#### Dataset excerpts
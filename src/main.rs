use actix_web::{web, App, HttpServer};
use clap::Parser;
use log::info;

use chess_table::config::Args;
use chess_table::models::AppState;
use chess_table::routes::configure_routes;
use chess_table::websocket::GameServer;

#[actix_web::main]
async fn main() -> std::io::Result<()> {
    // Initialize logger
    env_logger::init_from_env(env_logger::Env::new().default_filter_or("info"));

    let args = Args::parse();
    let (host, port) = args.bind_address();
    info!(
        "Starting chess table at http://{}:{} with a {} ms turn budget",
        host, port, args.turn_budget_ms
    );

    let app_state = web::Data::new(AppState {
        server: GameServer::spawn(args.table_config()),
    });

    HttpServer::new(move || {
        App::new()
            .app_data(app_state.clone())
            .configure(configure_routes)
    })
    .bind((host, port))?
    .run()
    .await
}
---
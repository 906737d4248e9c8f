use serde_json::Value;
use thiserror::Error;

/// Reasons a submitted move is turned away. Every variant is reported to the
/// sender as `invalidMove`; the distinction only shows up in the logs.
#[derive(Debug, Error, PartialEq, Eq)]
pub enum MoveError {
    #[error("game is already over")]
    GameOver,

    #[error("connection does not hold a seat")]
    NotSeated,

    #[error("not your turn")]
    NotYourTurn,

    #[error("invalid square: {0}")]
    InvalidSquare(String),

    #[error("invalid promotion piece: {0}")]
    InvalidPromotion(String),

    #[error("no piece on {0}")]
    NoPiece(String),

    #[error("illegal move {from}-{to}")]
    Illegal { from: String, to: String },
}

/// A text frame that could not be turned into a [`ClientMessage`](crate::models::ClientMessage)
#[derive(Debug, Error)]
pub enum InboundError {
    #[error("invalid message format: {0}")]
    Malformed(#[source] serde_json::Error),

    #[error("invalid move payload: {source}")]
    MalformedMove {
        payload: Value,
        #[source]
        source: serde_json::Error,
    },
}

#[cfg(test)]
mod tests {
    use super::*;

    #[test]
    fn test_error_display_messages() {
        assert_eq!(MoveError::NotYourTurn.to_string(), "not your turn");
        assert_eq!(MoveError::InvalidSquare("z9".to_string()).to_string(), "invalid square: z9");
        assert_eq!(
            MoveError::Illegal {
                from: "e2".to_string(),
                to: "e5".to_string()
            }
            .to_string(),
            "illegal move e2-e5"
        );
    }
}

#### Required work
Determine how many lines above contain the string "Debug". Give only that number.

#### Expected output
2